The Anglican Communion Office has been asking people to post photos each of how they react to a word that they post for the day. On December 11 the word was #breathe. Immediately I connected with my favorite piece of calligraphy by Mary Anne Radmacher, then I connected with my current dealings with IPF (see previous posts) and the possibility that I might not be able to breathe easily in the future if the medications don't halt the progression. But even more current is the #icantbreathe protests
around the grand jury decision not to send the police officer who choked Eric Garner to death (all video-recorded) after hasseling him for allegedly selling cigarettes illegally. And now to the Torture Report - and the use of near-drowning as one of many terrible acts committed by the US.
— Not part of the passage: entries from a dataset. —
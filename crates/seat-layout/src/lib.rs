//! `seat-layout`: venue floor plan and grid construction.
//!
//! # Crate layout
//!
//! | Module      | Contents                                                        |
//! |-------------|-----------------------------------------------------------------|
//! | [`blocks`]  | `SeatBlock`, `CorridorSegment`, block/corridor/adjacency generators |
//! | [`builder`] | `build_grid` → `Layout`; row-band and gate constants            |
//! | [`error`]   | `LayoutError`, `LayoutResult<T>`                                |
//!
//! # Floor plan
//!
//! ```text
//! row 0..2     stage margin
//! rows 2..=9   seat band:  |cc|bbbbbbbb|cc|bbbbbbbb|cc| … |cc|
//! rows 10..    back area (turn rows, standing rows)
//! last row     gates
//! ```
//!
//! `c` columns are corridor, `b` columns are seats of one block.  Corridor
//! columns are corridor on every row; gates overwrite the bottom row.
//!
//! # Feature flags
//!
//! | Flag    | Effect                                                       |
//! |---------|--------------------------------------------------------------|
//! | `serde` | Derives `Serialize`/`Deserialize` on public types.           |

pub mod blocks;
pub mod builder;
pub mod error;


pub use blocks::{
    CorridorSegment, SeatBlock, block_corridor_map, generate_corridor_segments,
    generate_seat_blocks,
};
pub use builder::{
    GATE_COLUMNS, Layout, MIN_BACK_ROWS, MIN_ROWS, SEAT_ROW_COUNT, SEAT_ROW_START,
    build_grid, gate_columns, standing_fallback, standing_rows,
};
pub use error::{LayoutError, LayoutResult};
//! The `SeatingSim` engine and its tick loop.

use tracing::{error, info};

use seat_agent::{Agent, AgentStore, SpawnContext};
use seat_core::{Cell, CellSet, CellType, Grid, SimConfig, SimRng, Tick};
use seat_layout::{Layout, build_grid};
use seat_select::SeatPrefs;

use crate::{RunHistory, RunSummary, Sample, SimError, SimObserver, SimResult, SimStats};

// ── Phase / TickOutcome ───────────────────────────────────────────────────────

/// Engine lifecycle.
#[derive(Copy, Clone, PartialEq, Eq, Debug, Default)]
pub enum Phase {
    #[default]
    Uninitialized,
    Running,
    Completed,
}

/// Result of one [`SeatingSim::tick`].
#[derive(Clone, PartialEq, Debug)]
pub enum TickOutcome {
    Running(SimStats),
    Completed(RunSummary),
}

impl TickOutcome {
    #[inline]
    pub fn is_completed(&self) -> bool {
        matches!(self, TickOutcome::Completed(_))
    }
}

/// `BACK_PREF` multiplier for an agent spawned after `spawned` of `total`
/// agents: early arrivals push further back.
pub(crate) fn arrival_phase_factor(spawned: usize, total: usize) -> f64 {
    let progress = if total == 0 { 1.0 } else { spawned as f64 / total as f64 };
    if progress < 0.3 {
        1.5
    } else if progress < 0.7 {
        1.0
    } else {
        0.5
    }
}

// ── SeatingSim ────────────────────────────────────────────────────────────────

/// The simulation engine.
///
/// One tick runs four phases in order:
///
/// 1. **Spawn**: every gate not occupied by a still-moving agent spawns one
///    new agent while the `NUM_AGENTS` budget lasts.  A will-stand agent's
///    target is marked `Standing` at once so no one else picks it.
/// 2. **Step**: every agent that existed before this tick's spawns moves one
///    cell or settles.  Agents are stepped in spawn order.
/// 3. **Sample**: the tick counter advances and `(tick, seated, standing)` is
///    appended.
/// 4. **Completion**: the run completes when every agent has settled and the
///    budget is spent, or when the tick counter reaches `MAX_TIME`.
///
/// Any error inside a tick ends the run: the engine moves to `Completed`
/// with the fault flag set and keeps the error for [`take_error`].
///
/// [`take_error`]: SeatingSim::take_error
pub struct SeatingSim {
    phase:  Phase,
    config: SimConfig,

    /// `None` until the first successful `initialize`.
    layout: Option<Layout>,

    agents: AgentStore,

    /// Seats reserved at spawn.  Entries outlive the walk; by then the cell
    /// is a `SeatedAgent` and no longer pickable anyway.
    assigned: CellSet,

    rng:  SimRng,
    tick: Tick,

    /// Per-row ceiling derived from `ROW_FILL_LIMIT` at initialize.
    row_threshold: usize,

    samples: Vec<Sample>,

    /// Summary of the current run once it has completed.
    summary: Option<RunSummary>,

    /// Completed runs across initializes.
    history: RunHistory,

    fault: Option<SimError>,
}

impl Default for SeatingSim {
    fn default() -> Self {
        Self::new()
    }
}

impl SeatingSim {
    /// An uninitialized engine.
    pub fn new() -> Self {
        Self {
            phase:         Phase::Uninitialized,
            config:        SimConfig::default(),
            layout:        None,
            agents:        AgentStore::new(),
            assigned:      CellSet::default(),
            rng:           SimRng::new(0),
            tick:          Tick::ZERO,
            row_threshold: 1,
            samples:       Vec::new(),
            summary:       None,
            history:       RunHistory::new(),
            fault:         None,
        }
    }

    // ── Lifecycle ─────────────────────────────────────────────────────────

    /// Validate `config`, build the floor plan, and reset every per-run
    /// collection.  The RNG is reseeded from `config.seed`, so initializing
    /// twice with the same config yields identical runs.  Run history is
    /// kept.
    ///
    /// # Errors
    ///
    /// [`SimError::Config`] or [`SimError::Layout`]; the engine is left
    /// `Uninitialized`.
    pub fn initialize(&mut self, config: &SimConfig) -> SimResult<()> {
        let built = config
            .clone()
            .validated()
            .map_err(SimError::Config)
            .and_then(|config| Ok((build_grid(&config)?, config)));

        let (layout, config) = match built {
            Ok(ok) => ok,
            Err(err) => {
                self.phase = Phase::Uninitialized;
                self.layout = None;
                return Err(err);
            }
        };

        self.row_threshold = layout.row_threshold(config.row_fill_limit);
        self.rng = SimRng::new(config.seed);
        self.agents.clear();
        self.assigned.clear();
        self.samples.clear();
        self.tick = Tick::ZERO;
        self.summary = None;
        self.fault = None;

        info!(
            rows = layout.rows(),
            cols = layout.cols(),
            blocks = layout.blocks.len(),
            seats = layout.seat_capacity(),
            gates = layout.gates.len(),
            agents = config.num_agents,
            max_time = config.max_time,
            seed = config.seed,
            "simulation initialized"
        );

        self.layout = Some(layout);
        self.config = config;
        self.phase = Phase::Running;
        Ok(())
    }

    /// Advance one tick.
    ///
    /// Once the run has completed this is a no-op returning the final
    /// summary again.
    ///
    /// # Errors
    ///
    /// [`SimError::NotInitialized`] before a successful `initialize`.
    /// Faults inside the tick are not returned here: they complete the run
    /// (see [`take_error`](Self::take_error)).
    pub fn tick(&mut self) -> SimResult<TickOutcome> {
        match self.phase {
            Phase::Uninitialized => return Err(SimError::NotInitialized),
            Phase::Completed => {
                let summary = self.summary.clone().unwrap_or_else(|| self.summarize(false));
                return Ok(TickOutcome::Completed(summary));
            }
            Phase::Running => {}
        }

        match self.process_tick() {
            Ok(true) => Ok(TickOutcome::Completed(self.complete(false))),
            Ok(false) => Ok(TickOutcome::Running(self.stats())),
            Err(err) => {
                error!(tick = %self.tick, %err, "tick failed, abandoning run");
                self.fault = Some(err);
                Ok(TickOutcome::Completed(self.complete(true)))
            }
        }
    }

    /// Tick until the run completes, invoking observer hooks.
    ///
    /// Returns the run summary; a faulted run still returns `Ok` with
    /// `faulted` set.  On an already completed run no hook fires and the
    /// stored summary is returned.
    ///
    /// # Errors
    ///
    /// [`SimError::NotInitialized`] before a successful `initialize`.
    pub fn run<O: SimObserver>(&mut self, observer: &mut O) -> SimResult<RunSummary> {
        if self.phase == Phase::Completed {
            return Ok(self.summary.clone().unwrap_or_else(|| self.summarize(false)));
        }
        loop {
            let now = self.tick;
            if self.phase == Phase::Running {
                observer.on_tick_start(now);
            }
            let outcome = self.tick()?;
            if let Some(sample) = self.samples.last().filter(|s| s.tick > now) {
                observer.on_tick_end(sample.tick, sample);
            }
            if let TickOutcome::Completed(summary) = outcome {
                observer.on_sim_end(&summary);
                return Ok(summary);
            }
        }
    }

    // ── Queries ───────────────────────────────────────────────────────────

    #[inline]
    pub fn phase(&self) -> Phase {
        self.phase
    }

    #[inline]
    pub fn is_completed(&self) -> bool {
        self.phase == Phase::Completed
    }

    /// The config of the current run (validated).
    pub fn config(&self) -> &SimConfig {
        &self.config
    }

    pub fn layout(&self) -> Option<&Layout> {
        self.layout.as_ref()
    }

    pub fn grid(&self) -> Option<&Grid> {
        self.layout.as_ref().map(|l| &l.grid)
    }

    pub fn agents(&self) -> &[Agent] {
        self.agents.as_slice()
    }

    /// Seats reserved so far this run.
    pub fn assigned(&self) -> &CellSet {
        &self.assigned
    }

    pub fn samples(&self) -> &[Sample] {
        &self.samples
    }

    #[inline]
    pub fn current_tick(&self) -> Tick {
        self.tick
    }

    pub fn history(&self) -> &RunHistory {
        &self.history
    }

    /// Counts for the current run.  Pure read.
    pub fn stats(&self) -> SimStats {
        let counts = self.agents.counts();
        SimStats::new(self.tick, self.agents.len(), counts.seated, counts.standing, counts.moving)
    }

    /// `true` if the last run ended on a fault.
    pub fn is_faulted(&self) -> bool {
        self.summary.as_ref().is_some_and(|s| s.faulted)
    }

    /// Take the fault that ended the run, if any.
    pub fn take_error(&mut self) -> Option<SimError> {
        self.fault.take()
    }

    #[cfg(test)]
    pub(crate) fn agents_mut(&mut self) -> &mut AgentStore {
        &mut self.agents
    }

    // ── Tick processing ───────────────────────────────────────────────────

    /// One tick.  Returns `true` when the run is done.
    fn process_tick(&mut self) -> SimResult<bool> {
        let layout = self.layout.as_mut().ok_or(SimError::NotInitialized)?;
        let pre_existing = self.agents.len();

        // ── Spawn ─────────────────────────────────────────────────────────
        let mut occupied: CellSet = self.agents.active_positions().collect();
        let gates: Vec<Cell> = layout.gate_cells().collect();
        let base_prefs = SeatPrefs::from_config(&self.config);

        for gate in gates {
            if self.agents.len() >= self.config.num_agents {
                break;
            }
            if occupied.contains(&gate) {
                continue;
            }

            let factor = arrival_phase_factor(self.agents.len(), self.config.num_agents);
            let mut ctx = SpawnContext {
                layout:        &*layout,
                assigned:      &mut self.assigned,
                prefs:         base_prefs.with_back_pref_scaled(factor),
                row_threshold: self.row_threshold,
            };
            let agent = Agent::spawn(self.agents.next_id(), gate, &mut ctx, &mut self.rng);

            if agent.will_stand {
                layout.grid.set(agent.target, CellType::Standing)?;
            }
            occupied.insert(gate);
            self.agents.push(agent);
        }

        // ── Step ──────────────────────────────────────────────────────────
        for agent in self.agents.first_mut(pre_existing) {
            agent.step(&mut layout.grid, &mut self.rng)?;
        }

        // ── Sample ────────────────────────────────────────────────────────
        self.tick.advance();
        let counts = self.agents.counts();
        self.samples.push(Sample { tick: self.tick, seated: counts.seated, standing: counts.standing });

        // ── Completion ────────────────────────────────────────────────────
        let budget_spent = self.agents.len() >= self.config.num_agents;
        Ok((budget_spent && self.agents.all_terminal()) || self.tick.0 >= self.config.max_time)
    }

    fn summarize(&self, faulted: bool) -> RunSummary {
        RunSummary::from_stats(&self.stats(), faulted)
    }

    fn complete(&mut self, faulted: bool) -> RunSummary {
        let summary = self.summarize(faulted);
        self.phase = Phase::Completed;
        self.summary = Some(summary.clone());
        self.history.push(summary.clone());
        info!(
            tick = %summary.final_tick,
            spawned = summary.spawned,
            seated = summary.seated,
            standing = summary.standing,
            faulted,
            "simulation completed"
        );
        summary
    }
}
Breathing is not something I ever thought about until I learned I might not be able to do it. The calligraphy mostly meant room for my spirit to find freedom of walking the beach in sun and storm. But now it is more than that - it is an embodied reality.

Which leads me to think about how God's spirit (ruach-breath) moved over the still creation (see the Bible - Genesis Chapter 1-2) and began the stirring that led to all that has been, is and will be. That Spirit became embodied in Christ and died a terrible death. What resurrection can come from all the ways I encounter the word "breathe"this day?

What new life can come from the death of Eric Garner? Can the US repent of its sins of its history - from the genocide of native peoples to slavery to racism and other forms of keeping power? I wonder.